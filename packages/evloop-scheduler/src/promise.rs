//! Single-assignment promises whose reactions run as continuation microtasks.
//!
//! This is the `await` half of the loop: code that waits on a value registers
//! a reaction with [`Promise::then`] and returns. When the promise settles each
//! reaction is enqueued on the microtask queue, in registration order.

use std::cell::RefCell;
use std::fmt;
use std::mem;
use std::rc::Rc;

use thiserror::Error;

use crate::event_loop::EventLoop;
use crate::task::{CallbackResult, TaskOutput};

#[derive(Debug, Clone, PartialEq, Eq, Error)]
#[error("promise rejected: {reason}")]
pub struct Rejection {
    pub reason: String,
}

impl Rejection {
    pub fn new(reason: impl Into<String>) -> Self {
        Self {
            reason: reason.into(),
        }
    }
}

pub type Settled<T> = Result<T, Rejection>;

type Reaction<T> = Box<dyn FnOnce(&EventLoop, Settled<T>) -> CallbackResult>;

enum PromiseState<T> {
    Pending(Vec<Reaction<T>>),
    Settled(Settled<T>),
}

pub struct Promise<T> {
    state: Rc<RefCell<PromiseState<T>>>,
}

impl<T> Clone for Promise<T> {
    fn clone(&self) -> Self {
        Self {
            state: Rc::clone(&self.state),
        }
    }
}

impl<T> fmt::Debug for Promise<T> {
    fn fmt(&self, f: &mut fmt::Formatter<'_>) -> fmt::Result {
        let state = match &*self.state.borrow() {
            PromiseState::Pending(_) => "pending",
            PromiseState::Settled(Ok(_)) => "fulfilled",
            PromiseState::Settled(Err(_)) => "rejected",
        };
        f.debug_struct("Promise").field("state", &state).finish()
    }
}

/// Settles the paired promise. Only the first settlement counts.
pub struct Resolver<T> {
    state: Rc<RefCell<PromiseState<T>>>,
}

impl<T> Clone for Resolver<T> {
    fn clone(&self) -> Self {
        Self {
            state: Rc::clone(&self.state),
        }
    }
}

impl<T: Clone + 'static> Promise<T> {
    pub fn pending() -> (Self, Resolver<T>) {
        let state = Rc::new(RefCell::new(PromiseState::Pending(Vec::new())));
        (
            Self {
                state: Rc::clone(&state),
            },
            Resolver { state },
        )
    }

    pub fn resolved(value: T) -> Self {
        Self::settled(Ok(value))
    }

    pub fn rejected(reason: impl Into<String>) -> Self {
        Self::settled(Err(Rejection::new(reason)))
    }

    fn settled(result: Settled<T>) -> Self {
        Self {
            state: Rc::new(RefCell::new(PromiseState::Settled(result))),
        }
    }

    pub fn is_settled(&self) -> bool {
        matches!(&*self.state.borrow(), PromiseState::Settled(_))
    }

    /// The settled value, if any, without waiting.
    pub fn peek(&self) -> Option<Settled<T>> {
        match &*self.state.borrow() {
            PromiseState::Pending(_) => None,
            PromiseState::Settled(result) => Some(result.clone()),
        }
    }

    /// Registers a reaction. If the promise is already settled the reaction is
    /// enqueued right away, never run inline.
    pub fn then<F, R>(&self, event_loop: &EventLoop, reaction: F)
    where
        F: FnOnce(&EventLoop, Settled<T>) -> R + 'static,
        R: TaskOutput,
    {
        let reaction: Reaction<T> =
            Box::new(move |event_loop: &EventLoop, result| reaction(event_loop, result).into_result());

        let settled = match &mut *self.state.borrow_mut() {
            PromiseState::Pending(reactions) => {
                reactions.push(reaction);
                return;
            }
            PromiseState::Settled(result) => result.clone(),
        };
        enqueue_reaction(event_loop, reaction, settled);
    }

    /// Like [`Promise::then`], but the reaction's result settles a new promise.
    pub fn then_chain<U, F>(&self, event_loop: &EventLoop, reaction: F) -> Promise<U>
    where
        U: Clone + 'static,
        F: FnOnce(&EventLoop, Settled<T>) -> Settled<U> + 'static,
    {
        let (next, resolver) = Promise::pending();
        self.then(event_loop, move |event_loop, result| {
            resolver.settle(event_loop, reaction(event_loop, result));
        });
        next
    }
}

impl<T: Clone + 'static> Resolver<T> {
    pub fn resolve(&self, event_loop: &EventLoop, value: T) -> bool {
        self.settle(event_loop, Ok(value))
    }

    pub fn reject(&self, event_loop: &EventLoop, reason: impl Into<String>) -> bool {
        self.settle(event_loop, Err(Rejection::new(reason)))
    }

    /// Returns `false` if the promise had already settled.
    pub fn settle(&self, event_loop: &EventLoop, result: Settled<T>) -> bool {
        let reactions = {
            let mut state = self.state.borrow_mut();
            let PromiseState::Pending(reactions) = &mut *state else {
                return false;
            };
            let reactions = mem::take(reactions);
            *state = PromiseState::Settled(result.clone());
            reactions
        };

        tracing::trace!(reactions = reactions.len(), ok = result.is_ok(), "promise settled");
        for reaction in reactions {
            enqueue_reaction(event_loop, reaction, result.clone());
        }
        true
    }
}

fn enqueue_reaction<T: 'static>(event_loop: &EventLoop, reaction: Reaction<T>, result: Settled<T>) {
    event_loop.enqueue_continuation(Box::new(move |event_loop: &EventLoop| reaction(event_loop, result)));
}
use std::collections::VecDeque;

use crate::task::Stamped;

/// A FIFO queue of tasks.
///
/// Insertion order is the only ordering key. The queue is unbounded; a task
/// that keeps re-enqueueing itself grows it forever, which is the caller's bug.
/// Since the loop is single-threaded the owner wraps it in a `RefCell`.
pub(crate) struct TaskQueue<T> {
    queue: VecDeque<T>,
    next_stamp: u64,
}

impl<T> Default for TaskQueue<T> {
    fn default() -> Self {
        Self::new()
    }
}

impl<T> TaskQueue<T> {
    pub fn new() -> Self {
        Self {
            queue: VecDeque::new(),
            next_stamp: 0,
        }
    }

    pub fn dequeue_one(&mut self) -> Option<T> {
        self.queue.pop_front()
    }

    pub fn front(&self) -> Option<&T> {
        self.queue.front()
    }

    pub fn is_empty(&self) -> bool {
        self.queue.is_empty()
    }

    pub fn len(&self) -> usize {
        self.queue.len()
    }

    /// Drops every queued task without running it. Returns how many were dropped.
    pub fn clear(&mut self) -> usize {
        let dropped = self.queue.len();
        self.queue.clear();
        dropped
    }
}

impl<T: Stamped> TaskQueue<T> {
    pub fn enqueue(&mut self, mut task: T) {
        task.stamp(self.next_stamp);
        self.next_stamp += 1;
        self.queue.push_back(task);
    }
}

#[cfg(test)]
mod tests {
    use super::*;

    struct Item {
        name: &'static str,
        stamp: u64,
    }

    impl Stamped for Item {
        fn stamp(&mut self, stamp: u64) {
            self.stamp = stamp;
        }
    }

    fn item(name: &'static str) -> Item {
        Item { name, stamp: u64::MAX }
    }

    #[test]
    fn test_fifo_with_monotonic_stamps() {
        let mut queue = TaskQueue::new();
        queue.enqueue(item("a"));
        queue.enqueue(item("b"));

        assert_eq!(queue.front().map(|i| i.name), Some("a"));
        let first = queue.dequeue_one().unwrap();
        queue.enqueue(item("c"));

        assert_eq!((first.name, first.stamp), ("a", 0));
        let rest: Vec<_> = std::iter::from_fn(|| queue.dequeue_one())
            .map(|i| (i.name, i.stamp))
            .collect();
        assert_eq!(rest, vec![("b", 1), ("c", 2)]);
        assert!(queue.is_empty());
    }

    #[test]
    fn test_clear_reports_dropped() {
        let mut queue = TaskQueue::new();
        queue.enqueue(item("a"));
        queue.enqueue(item("b"));
        assert_eq!(queue.len(), 2);
        assert_eq!(queue.clear(), 2);
        assert!(queue.dequeue_one().is_none());
    }
}
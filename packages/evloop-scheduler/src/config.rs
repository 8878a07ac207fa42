/// Which microtask phases the loop models.
#[derive(Debug, Clone, Copy, PartialEq, Eq, Default)]
#[cfg_attr(feature = "serialize", derive(serde::Serialize, serde::Deserialize))]
pub enum MicrotaskMode {
    /// One microtask queue; `queue_next_tick` is an alias for `queue_microtask`.
    #[default]
    Single,
    /// A next-tick queue drained ahead of the microtask queue. The two are
    /// alternated until both are empty.
    NextTickFirst,
}

#[derive(Debug, Clone, PartialEq, Eq)]
#[cfg_attr(feature = "serialize", derive(serde::Serialize, serde::Deserialize))]
#[cfg_attr(feature = "serialize", serde(default))]
pub struct LoopConfig {
    pub microtask_mode: MicrotaskMode,
    /// Upper bound on callbacks executed by a single `run`. `None` is unbounded.
    pub max_callbacks: Option<u64>,
    /// Smallest interval period, in logical milliseconds.
    pub min_interval_ms: u64,
    /// Keep a `TraceEvent` log, retrieved with `EventLoop::take_trace`.
    pub record_trace: bool,
}

impl Default for LoopConfig {
    fn default() -> Self {
        Self {
            microtask_mode: MicrotaskMode::Single,
            max_callbacks: None,
            min_interval_ms: 1,
            record_trace: false,
        }
    }
}

impl LoopConfig {
    pub fn with_microtask_mode(mut self, mode: MicrotaskMode) -> Self {
        self.microtask_mode = mode;
        self
    }

    pub fn with_max_callbacks(mut self, limit: u64) -> Self {
        self.max_callbacks = Some(limit);
        self
    }

    pub fn with_min_interval(mut self, min_interval_ms: u64) -> Self {
        self.min_interval_ms = min_interval_ms.max(1);
        self
    }

    pub fn with_trace(mut self, record: bool) -> Self {
        self.record_trace = record;
        self
    }
}
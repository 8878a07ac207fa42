use std::borrow::Cow;
use std::error::Error as StdError;

use thiserror::Error;

use crate::promise::Rejection;
use crate::task::{CallbackId, CallbackKind, TaskSource};
use crate::timer::TimerId;

/// Failure raised by a user callback body.
///
/// The executor recovers every variant locally and forwards it to the
/// unhandled-error hook; none of them stop the loop.
#[derive(Debug, Error)]
pub enum CallbackError {
    /// An arbitrary error value returned by the callback.
    #[error("{0}")]
    Thrown(Box<dyn StdError + 'static>),

    /// A plain message, the moral equivalent of `throw "..."`.
    #[error("{0}")]
    Message(String),

    /// A promise rejection propagated out of a continuation.
    #[error(transparent)]
    Rejected(#[from] Rejection),

    /// The callback panicked; the payload is rendered to a string.
    #[error("callback panicked: {0}")]
    Panicked(String),
}

impl CallbackError {
    pub fn msg(message: impl Into<String>) -> Self {
        Self::Message(message.into())
    }

    pub fn thrown(error: impl StdError + 'static) -> Self {
        Self::Thrown(Box::new(error))
    }
}

/// Everything the error hook learns about a failed callback.
#[derive(Debug, Error)]
#[error("{queue} callback {callback} failed: {error}")]
pub struct CallbackFailure {
    pub callback: CallbackId,
    pub label: Option<Cow<'static, str>>,
    pub kind: CallbackKind,
    pub queue: TaskSource,
    /// Logical time at which the callback ran.
    pub at: u64,
    #[source]
    pub error: CallbackError,
}

/// Errors returned by the driver itself.
#[derive(Debug, Clone, PartialEq, Eq, Error)]
pub enum LoopError {
    /// `run` was called while the loop was already being driven.
    #[error("event loop is already running")]
    Reentrant,

    /// The per-run callback cap configured in `LoopConfig::max_callbacks` was hit.
    #[error("callback limit of {limit} reached; pending work left queued")]
    CallbackLimit { limit: u64 },

    /// The loop behind a `RemoteHandle` has been dropped.
    #[error("event loop has been dropped")]
    Closed,
}

#[derive(Debug, Clone, PartialEq, Eq, Error)]
pub enum CancelError {
    /// The id never existed, already fired, or was already cancelled.
    #[error("unknown timer {0:?}")]
    UnknownTimer(TimerId),
}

|---|

## YOUR TASK
Lines above that include the string "false" need to be copied.

## FINISHED EXERCISE
    /// Returns `false` if the promise had already settled.
                return false;
            record_trace: false,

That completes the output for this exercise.